Opposing systems for sharing electronic patient records in the National Health Service are examined in today’s British Medical Journal. It says that while the potential benefits of sharing records within health systems are broadly agreed there are still concerns over patient consent and security. Experts writing in the Journal discuss how patients should consent to the use of electronic records and how data can be kept secure.The BMJ looks at the two broad schools of thought, the so-called opt-out and opt in models. Under the first of these patients would be informed of the NHS care records service and to be given a chance to opt out if they do not want their clinical records shared within the NHS. The second model is for no sharing to happen until people state their desire for this to take place
Nigel Watson, the Chief Executive of Wessex Local Medical Committees, who has experienced an opt-out approach, believes this is the way forward. He cites existing schemes that have been widely accepted by health professionals and the public, including the scheme in Alberta in Canada. That was changed from an opt-in position in 2003 after consultation with patients and professionals.
In his article he says that in his own area, Hampshire and the Isle of Wight, only 1,150 of the 1.3 million patients have decided not to have their records included in the repository. He believes the NHS care record service should choose an opt-out system, which would allow patients to benefit from earlier availability of information, he says, and reduce both the workload on hard pressed services and bureaucracy.
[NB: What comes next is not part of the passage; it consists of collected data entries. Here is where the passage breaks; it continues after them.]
use std::path::PathBuf;

use clap::ValueEnum;
use scan_exporter::{
    component::{ComponentFormat, Compression, PositionEncoding},
    sink::{OutputFormat, SinkSettings},
    ComponentError, ExportError,
};
use scan_parser::reader::DEFAULT_CHUNK_CAPACITY;
use scan_transformer::TransformConfig;
use serde::{Deserialize, Serialize};
use thiserror::Error;

#[derive(Debug, Error, PartialEq)]
pub enum ConfigError {
    #[error(transparent)]
    Components(#[from] ComponentError),
    #[error("axis format {0:?} must name X, Y and Z once each, using letters from xyzXYZ")]
    AxisFormat(String),
    #[error("point decimation must be at least 1")]
    Stride,
    #[error("position bit count must be between 1 and 64, got {0}")]
    BitCount(u16),
    #[error("position precision must be positive, got {0}")]
    Precision(f64),
    #[error("unsupported output extension: {0:?}")]
    OutputExtension(String),
    #[error("an output file is required unless scans are only listed")]
    MissingOutput,
}

/// Named sets of defaults.
#[derive(Debug, Clone, Copy, Default, PartialEq, Eq, ValueEnum, Serialize, Deserialize)]
pub enum Profile {
    /// Raw scanner-local positions, unclamped colors.
    #[default]
    Classic,
    /// Clamped colors, world positions for formats without a pose header.
    Extended,
}

impl Profile {
    pub fn clamp_color(&self) -> bool {
        matches!(self, Profile::Extended)
    }

    pub fn apply_scan_pose(&self) -> bool {
        matches!(self, Profile::Extended)
    }

    pub fn default_components(&self) -> &'static str {
        match self {
            Profile::Classic => "XYZI",
            Profile::Extended => "XYZIRGB",
        }
    }
}

/// Validated settings of one conversion run.
#[derive(Debug, Clone)]
pub struct RunConfig {
    pub input: PathBuf,
    pub output: Option<(PathBuf, OutputFormat)>,
    pub profile: Profile,
    pub components: ComponentFormat,
    pub position: PositionEncoding,
    pub axis_format: String,
    pub transform: TransformConfig,
    pub apply_scan_pose: bool,
    pub stride: u64,
    pub chunk_capacity: usize,
    pub selected_scans: Vec<String>,
    pub ignored_scans: Vec<String>,
}

impl RunConfig {
    pub fn new(input: PathBuf, profile: Profile) -> Result<Self, ConfigError> {
        let transform = TransformConfig {
            clamp_color: profile.clamp_color(),
            ..Default::default()
        };
        Ok(Self {
            input,
            output: None,
            profile,
            components: profile.default_components().parse()?,
            position: PositionEncoding::new(16, 0.001),
            axis_format: "XYZ".to_string(),
            transform,
            apply_scan_pose: profile.apply_scan_pose(),
            stride: 1,
            chunk_capacity: DEFAULT_CHUNK_CAPACITY,
            selected_scans: Vec::new(),
            ignored_scans: Vec::new(),
        })
    }

    pub fn set_output(&mut self, path: PathBuf) -> Result<(), ConfigError> {
        let format = OutputFormat::from_path(&path).map_err(|error| match error {
            ExportError::UnsupportedExtension(ext) => ConfigError::OutputExtension(ext),
            other => ConfigError::OutputExtension(other.to_string()),
        })?;
        self.output = Some((path, format));
        Ok(())
    }

    pub fn set_components(&mut self, letters: &str) -> Result<(), ConfigError> {
        self.components = letters.parse()?;
        Ok(())
    }

    pub fn set_position_encoding(&mut self, bit_count: u16, precision: f64) -> Result<(), ConfigError> {
        if bit_count == 0 || bit_count > 64 {
            return Err(ConfigError::BitCount(bit_count));
        }
        let position = PositionEncoding::new(bit_count, precision);
        if position.compression == Compression::Discretized
            && !(precision.is_finite() && precision > 0.0)
        {
            return Err(ConfigError::Precision(precision));
        }
        self.position = position;
        Ok(())
    }

    pub fn set_axis_format(&mut self, format: &str) -> Result<(), ConfigError> {
        let chars: Vec<char> = format.chars().collect();
        let valid = chars.len() == 3
            && chars.iter().all(|c| "xyzXYZ".contains(*c))
            && ['x', 'y', 'z']
                .iter()
                .all(|axis| chars.iter().filter(|c| c.to_ascii_lowercase() == *axis).count() == 1);
        if !valid {
            return Err(ConfigError::AxisFormat(format.to_string()));
        }
        self.axis_format = format.to_string();
        Ok(())
    }

    pub fn set_stride(&mut self, stride: u64) -> Result<(), ConfigError> {
        if stride < 1 {
            return Err(ConfigError::Stride);
        }
        self.stride = stride;
        Ok(())
    }

    /// Ignore wins over select. An empty selection keeps every scan.
    pub fn is_scan_selected(&self, name: &str) -> bool {
        if self.ignored_scans.iter().any(|ignored| ignored == name) {
            return false;
        }
        self.selected_scans.is_empty() || self.selected_scans.iter().any(|selected| selected == name)
    }

    pub fn sink_settings(&self) -> SinkSettings {
        SinkSettings {
            format: self.components.clone(),
            position: self.position,
            axis_format: self.axis_format.clone(),
        }
    }
}

#[cfg(test)]
mod tests {
    use super::*;

    fn config() -> RunConfig {
        RunConfig::new(PathBuf::from("site.e57"), Profile::Classic).unwrap()
    }

    #[test]
    fn profiles_set_defaults() {
        let classic = config();
        assert!(!classic.transform.clamp_color);
        assert!(!classic.apply_scan_pose);
        assert_eq!(classic.components.to_string(), "XYZI");

        let extended = RunConfig::new(PathBuf::from("site.e57"), Profile::Extended).unwrap();
        assert!(extended.transform.clamp_color);
        assert!(extended.apply_scan_pose);
        assert_eq!(extended.components.to_string(), "XYZIRGB");
    }

    #[test]
    fn axis_format_validation() {
        let mut config = config();
        assert!(config.set_axis_format("xZY").is_ok());
        assert_eq!(config.axis_format, "xZY");
        for bad in ["XY", "XXZ", "XYW", "xXZ", "XYZY"] {
            assert_eq!(
                config.set_axis_format(bad),
                Err(ConfigError::AxisFormat(bad.to_string()))
            );
        }
    }

    #[test]
    fn numeric_settings_are_checked() {
        let mut config = config();
        assert_eq!(config.set_stride(0), Err(ConfigError::Stride));
        assert_eq!(config.set_position_encoding(0, 0.1), Err(ConfigError::BitCount(0)));
        assert_eq!(config.set_position_encoding(65, 0.1), Err(ConfigError::BitCount(65)));
        assert_eq!(
            config.set_position_encoding(16, -1.0),
            Err(ConfigError::Precision(-1.0))
        );
        // Float positions do not use the precision.
        assert!(config.set_position_encoding(32, 0.0).is_ok());
        assert_eq!(
            config.set_output(PathBuf::from("out.las")),
            Err(ConfigError::OutputExtension("las".to_string()))
        );
        assert!(matches!(
            config.set_components("XYQ"),
            Err(ConfigError::Components(ComponentError::UnknownLetter('Q')))
        ));
    }

    #[test]
    fn ignore_wins_over_select() {
        let mut config = config();
        assert!(config.is_scan_selected("north"));

        config.selected_scans = vec!["north".to_string(), "south".to_string()];
        config.ignored_scans = vec!["south".to_string()];
        assert!(config.is_scan_selected("north"));
        assert!(!config.is_scan_selected("south"));
        assert!(!config.is_scan_selected("east"));
    }
}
Mr. Watson, though, stresses the need for a publicity campaign six months before the service comes into operation to tell patients what is going to happen and to highlight the potential benefits and dangers as well as how they can opt out of record sharing.
The opposite view is set out by Dr John Halamka, Chief Information Officer at Harvard Medical School, who argues that opting in is the only way to ensure confidentiality. He details regional data sharing in the United States and says patients are best served by seeking their permission to include their data in the regional index. Both systems, he says, have risks and benefits.